Over the years, my hunter has sworn off the skunk scent--thank goodness.   It got to be hard to greet him enthusiastically when he returned home from his deer stand.  However, he still has some of the oddest items lying about his “spare room.”  I’ll find a pair of antlers joined by a leather strap.  He uses these to rattle in a deer during the rut.  In addition, he has some really strange little item attached to his bowstring that looks like a mutant spider.  According to him, it is suppose to quiet the twang when he shoots. 

Now that we live in the country, he has spread out his stuff into the countryside. Last spring he began building what he called the mother of all targets.  And it is!  Not only does he mow our yard.  Now he mows a clear pathway to the target so there is no interference with his sighting process. He can shoot straight on from the ground, or he can climb into his strategically placed tree stand (read attached to a utility pole) to practice shooting from heights.

In the beginning, I thought he was going to a lot of work for a deer, but over the years, I have learned he gets to see more, hear more, know more than most rifle hunters. Many years, he doesn’t even get a deer, but he comes home with the best stories.

 One year, he watched two large bucks battle until their antlers locked, and one flipped the other over its back Ninja fashion.  As he told this story, I envisioned Outdoor Life buying roles of film of this event. Of course, he didn’t have a camera with him in the tree.  He has skunk stories and coyote stories as well as deer stories from his tree-top vantage.

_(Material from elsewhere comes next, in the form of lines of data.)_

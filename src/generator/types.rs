//! Core type definitions for the material generator.
//!
//! A [`Value`] is a typed HLSL expression. Casting between kinds is total:
//! every pair of [`ValueType`]s has a wrapper expression, and conversions that
//! make no sense (matrix to vector, texture to scalar, ...) fall back to the
//! zero value of the target kind.

use serde::{Deserialize, Serialize};

use super::utils::fmt_f32;

/// HLSL value kind of a shader expression.
#[derive(Clone, Copy, Debug, PartialEq, Eq, Hash, Serialize, Deserialize)]
pub enum ValueType {
    Bool,
    Int,
    Uint,
    Float,
    Float2,
    Float3,
    Float4,
    Quaternion,
    Matrix,
    /// Opaque handles: textures and material-layer structs.
    Object,
    /// No value. On an input box this means "accept any kind without coercion".
    Void,
}

impl ValueType {
    /// Returns the HLSL type name for this value type.
    pub fn hlsl(self) -> &'static str {
        match self {
            ValueType::Bool => "bool",
            ValueType::Int => "int",
            ValueType::Uint => "uint",
            ValueType::Float => "float",
            ValueType::Float2 => "float2",
            ValueType::Float3 => "float3",
            ValueType::Float4 | ValueType::Quaternion => "float4",
            ValueType::Matrix => "float4x4",
            ValueType::Object => "Texture2D",
            ValueType::Void => "void",
        }
    }

    /// Number of scalar components (0 for objects and void).
    pub fn components(self) -> u32 {
        match self {
            ValueType::Bool | ValueType::Int | ValueType::Uint | ValueType::Float => 1,
            ValueType::Float2 => 2,
            ValueType::Float3 => 3,
            ValueType::Float4 | ValueType::Quaternion => 4,
            ValueType::Matrix => 16,
            ValueType::Object | ValueType::Void => 0,
        }
    }

    pub fn is_scalar(self) -> bool {
        matches!(
            self,
            ValueType::Bool | ValueType::Int | ValueType::Uint | ValueType::Float
        )
    }

    pub fn is_vector(self) -> bool {
        matches!(
            self,
            ValueType::Float2 | ValueType::Float3 | ValueType::Float4 | ValueType::Quaternion
        )
    }

    /// Float vector kind with `n` components (1 maps to `Float`).
    pub fn float_vector(n: u32) -> ValueType {
        match n {
            0 | 1 => ValueType::Float,
            2 => ValueType::Float2,
            3 => ValueType::Float3,
            _ => ValueType::Float4,
        }
    }

    /// Result kind of a component-wise binary operation between `a` and `b`.
    ///
    /// Scalars promote to the vector kind; between two vectors the wider wins.
    pub fn widest(a: ValueType, b: ValueType) -> ValueType {
        if a == b {
            return a;
        }
        if a == ValueType::Void {
            return b;
        }
        if b == ValueType::Void {
            return a;
        }
        match (a.components(), b.components()) {
            (ca, cb) if ca == 0 || cb == 0 => ValueType::Void,
            (1, 1) => {
                // bool < int < uint < float
                let rank = |t: ValueType| match t {
                    ValueType::Bool => 0,
                    ValueType::Int => 1,
                    ValueType::Uint => 2,
                    _ => 3,
                };
                if rank(a) >= rank(b) { a } else { b }
            }
            (16, _) | (_, 16) => ValueType::Matrix,
            (ca, cb) => ValueType::float_vector(ca.max(cb)),
        }
    }
}

/// A typed HLSL expression.
///
/// The expression is either an identifier (a previously written local, a
/// parameter, an input member), a literal, or a parenthesized compound, so it
/// can be inlined into any arithmetic context.
#[derive(Clone, Debug, PartialEq)]
pub struct Value {
    pub ty: ValueType,
    pub expr: String,
}

const SWIZZLE: [char; 4] = ['x', 'y', 'z', 'w'];

impl Value {
    pub fn new(ty: ValueType, expr: impl Into<String>) -> Self {
        Self {
            ty,
            expr: expr.into(),
        }
    }

    /// The invalid value (no expression).
    pub fn null() -> Self {
        Self::new(ValueType::Void, "")
    }

    pub fn is_valid(&self) -> bool {
        !self.expr.is_empty()
    }

    pub fn bool(v: bool) -> Self {
        Self::new(ValueType::Bool, if v { "true" } else { "false" })
    }

    pub fn int(v: i32) -> Self {
        Self::new(ValueType::Int, v.to_string())
    }

    pub fn uint(v: u32) -> Self {
        Self::new(ValueType::Uint, v.to_string())
    }

    pub fn float(v: f32) -> Self {
        Self::new(ValueType::Float, fmt_f32(v))
    }

    pub fn float2(v: [f32; 2]) -> Self {
        Self::new(ValueType::Float2, vector_literal("float2", &v))
    }

    pub fn float3(v: [f32; 3]) -> Self {
        Self::new(ValueType::Float3, vector_literal("float3", &v))
    }

    pub fn float4(v: [f32; 4]) -> Self {
        Self::new(ValueType::Float4, vector_literal("float4", &v))
    }

    /// Literal with every component set to `v`, for any kind.
    fn splat_literal(ty: ValueType, v: f32) -> Self {
        match ty {
            ValueType::Bool => Self::bool(v != 0.0),
            ValueType::Int => Self::int(v as i32),
            ValueType::Uint => Self::uint(v.max(0.0) as u32),
            ValueType::Float => Self::float(v),
            ValueType::Float2 => Self::float2([v; 2]),
            ValueType::Float3 => Self::float3([v; 3]),
            ValueType::Float4 => Self::float4([v; 4]),
            ValueType::Quaternion => {
                Self::new(ValueType::Quaternion, vector_literal("float4", &[0.0, 0.0, 0.0, 1.0]))
            }
            ValueType::Matrix => {
                if v == 0.0 {
                    Self::new(ValueType::Matrix, "(float4x4)0")
                } else {
                    Self::new(
                        ValueType::Matrix,
                        "float4x4(1,0,0,0,0,1,0,0,0,0,1,0,0,0,0,1)",
                    )
                }
            }
            ValueType::Object | ValueType::Void => Self::null(),
        }
    }

    /// Zero of the given kind. Quaternions zero to identity; objects have no zero.
    pub fn zero(ty: ValueType) -> Self {
        Self::splat_literal(ty, 0.0)
    }

    pub fn one(ty: ValueType) -> Self {
        Self::splat_literal(ty, 1.0)
    }

    pub fn half(ty: ValueType) -> Self {
        match ty {
            ValueType::Float | ValueType::Float2 | ValueType::Float3 | ValueType::Float4 => {
                Self::splat_literal(ty, 0.5)
            }
            other => Self::zero(other),
        }
    }

    /// Convert to `to`. Never fails; illegal conversions yield `zero(to)`.
    pub fn cast(&self, to: ValueType) -> Value {
        use ValueType as T;
        let from = self.ty;
        if from == to || to == T::Void {
            return self.clone();
        }
        if !self.is_valid() {
            return Value::zero(to);
        }
        if let Some(folded) = self.fold_literal(to) {
            return folded;
        }
        let e = &self.expr;
        match (from, to) {
            // scalar <-> scalar
            (f, t) if f.is_scalar() && t.is_scalar() => {
                if t == T::Bool {
                    Value::new(t, format!("({e} != 0)"))
                } else {
                    Value::new(t, format!("({})({})", t.hlsl(), e))
                }
            }
            // scalar -> vector
            (f, t) if f.is_scalar() && matches!(t, T::Float2 | T::Float3 | T::Float4) => {
                let n = t.components() as usize;
                let parts = vec![e.as_str(); n].join(",");
                Value::new(t, format!("{}({})", t.hlsl(), parts))
            }
            (f, T::Quaternion) if f.is_scalar() => Value::zero(T::Quaternion),
            // vector -> scalar
            (f, t) if f.is_vector() && t.is_scalar() => {
                let x = format!("{e}.x");
                if t == T::Float {
                    Value::new(t, x)
                } else {
                    Value::new(T::Float, x).cast(t)
                }
            }
            (T::Quaternion, T::Float4) | (T::Float4, T::Quaternion) => Value::new(to, e.clone()),
            (T::Float3, T::Quaternion) | (T::Float2, T::Quaternion) => Value::zero(T::Quaternion),
            // vector -> vector
            (f, t) if f.is_vector() && t.is_vector() => {
                let (fc, tc) = (f.components(), t.components());
                if tc < fc {
                    let mask: String = SWIZZLE[..tc as usize].iter().collect();
                    Value::new(t, format!("{e}.{mask}"))
                } else {
                    let pad = vec!["0"; (tc - fc) as usize].join(",");
                    Value::new(t, format!("{}({},{})", t.hlsl(), e, pad))
                }
            }
            _ => Value::zero(to),
        }
    }

    /// Cast a float literal by rewriting its components instead of wrapping it.
    fn fold_literal(&self, to: ValueType) -> Option<Value> {
        let is_float = |t: ValueType| {
            matches!(
                t,
                ValueType::Float | ValueType::Float2 | ValueType::Float3 | ValueType::Float4
            )
        };
        if !is_float(self.ty) || !is_float(to) {
            return None;
        }
        let c = literal_components(&self.expr)?;
        let n = to.components() as usize;
        let parts: Vec<f32> = if c.len() == 1 {
            vec![c[0]; n]
        } else {
            (0..n).map(|i| c.get(i).copied().unwrap_or(0.0)).collect()
        };
        Some(match to {
            ValueType::Float => Value::float(parts[0]),
            _ => Value::new(to, vector_literal(to.hlsl(), &parts)),
        })
    }

    /// Append a component selection (`x`, `xy`, `zw`, `rgb`, ...).
    pub fn swizzle(&self, mask: &str) -> Value {
        let n = mask.chars().count() as u32;
        if !self.is_valid() || n == 0 || n > 4 {
            return Value::zero(ValueType::float_vector(n.max(1)));
        }
        if self.ty.is_scalar() {
            // Swizzles on scalars replicate the value.
            return self.cast(ValueType::float_vector(n));
        }
        Value::new(ValueType::float_vector(n), format!("{}.{}", self.expr, mask))
    }

    /// Single component `i` (0..4) as a float.
    pub fn component(&self, i: usize) -> Value {
        match SWIZZLE.get(i) {
            Some(c) if (i as u32) < self.ty.components() => self.swizzle(&c.to_string()),
            _ => Value::zero(ValueType::Float),
        }
    }

    /// True if the expression is a canonical literal whose every component is 0.
    pub fn is_zero_literal(&self) -> bool {
        literal_components(&self.expr).is_some_and(|c| c.iter().all(|v| *v == 0.0))
    }

    /// True if the expression is a canonical literal whose every component is 1.
    pub fn is_one_literal(&self) -> bool {
        literal_components(&self.expr).is_some_and(|c| c.iter().all(|v| *v == 1.0))
    }
}

fn vector_literal(ctor: &str, v: &[f32]) -> String {
    let parts: Vec<String> = v.iter().copied().map(fmt_f32).collect();
    format!("{ctor}({})", parts.join(","))
}

/// Parse a scalar or `floatN(...)` literal into its components.
fn literal_components(expr: &str) -> Option<Vec<f32>> {
    let s = expr.trim();
    match s {
        "true" => return Some(vec![1.0]),
        "false" => return Some(vec![0.0]),
        _ => {}
    }
    if let Some(v) = parse_scalar_literal(s) {
        return Some(vec![v]);
    }
    let inner = ["float2(", "float3(", "float4("]
        .iter()
        .find_map(|p| s.strip_prefix(p))?
        .strip_suffix(')')?;
    inner.split(',').map(|p| parse_scalar_literal(p.trim())).collect()
}

fn parse_scalar_literal(s: &str) -> Option<f32> {
    let s = s.trim_end_matches(['f', 'u']);
    if s.is_empty() {
        return None;
    }
    s.parse::<f32>().ok()
}

#[cfg(test)]
mod tests {
    use super::*;

    #[test]
    fn float_literals_are_trimmed() {
        assert_eq!(Value::float(0.4).expr, "0.4");
        assert_eq!(Value::float3([0.5, 0.5, 0.5]).expr, "float3(0.5,0.5,0.5)");
        assert_eq!(Value::zero(ValueType::Float).expr, "0");
    }

    #[test]
    fn cast_scalar_to_vector_replicates() {
        let v = Value::new(ValueType::Float, "x").cast(ValueType::Float3);
        assert_eq!(v.expr, "float3(x,x,x)");
        assert_eq!(v.ty, ValueType::Float3);
    }

    #[test]
    fn cast_vector_narrowing_uses_swizzle() {
        let v = Value::new(ValueType::Float4, "v").cast(ValueType::Float3);
        assert_eq!(v.expr, "v.xyz");
        let s = Value::new(ValueType::Float3, "v").cast(ValueType::Float);
        assert_eq!(s.expr, "v.x");
    }

    #[test]
    fn cast_vector_widening_pads_with_zero() {
        let v = Value::new(ValueType::Float2, "uv").cast(ValueType::Float3);
        assert_eq!(v.expr, "float3(uv,0)");
    }

    #[test]
    fn literal_casts_fold() {
        assert_eq!(Value::zero(ValueType::Float4).cast(ValueType::Float3).expr, "float3(0,0,0)");
        assert_eq!(Value::float(0.5).cast(ValueType::Float2).expr, "float2(0.5,0.5)");
        assert_eq!(Value::float2([1.0, 2.0]).cast(ValueType::Float4).expr, "float4(1,2,0,0)");
        assert_eq!(Value::float3([0.25, 1.0, 0.0]).cast(ValueType::Float).expr, "0.25");
    }

    #[test]
    fn illegal_cast_is_zero_of_target() {
        let m = Value::new(ValueType::Matrix, "m").cast(ValueType::Float3);
        assert_eq!(m, Value::zero(ValueType::Float3));
        let o = Value::new(ValueType::Object, "Param1").cast(ValueType::Float);
        assert_eq!(o, Value::zero(ValueType::Float));
    }

    #[test]
    fn literal_detection() {
        assert!(Value::zero(ValueType::Float3).is_zero_literal());
        assert!(Value::new(ValueType::Float, "0.0").is_zero_literal());
        assert!(Value::one(ValueType::Float).is_one_literal());
        assert!(!Value::new(ValueType::Float, "Local1").is_zero_literal());
        assert!(!Value::float3([1.0, 0.0, 1.0]).is_one_literal());
    }

    #[test]
    fn widest_promotes_scalars() {
        assert_eq!(ValueType::widest(ValueType::Float, ValueType::Float3), ValueType::Float3);
        assert_eq!(ValueType::widest(ValueType::Float2, ValueType::Float4), ValueType::Float4);
        assert_eq!(ValueType::widest(ValueType::Int, ValueType::Float), ValueType::Float);
    }
}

Over the years, I have learned the point of his hunt is that it is more than bringing game home.  For him and other hunters like him, time in the woods, observing animals in their habitat is the best part of the hunt.  

     Even though I still rifle hunt when I do hunt, I take advantage of his experience, (No, not the skunk scent) and I sit under his tree stand as I wait for my deer to come by.  Does this mean I do a lot of sitting and shivering? Yep, it does. Do I get just a little insight of why he loves to get up in the dark, frozen hours of the morning to climb into his tree stand?  Do I understand why he never complains about not bringing home a deer? 

You bet.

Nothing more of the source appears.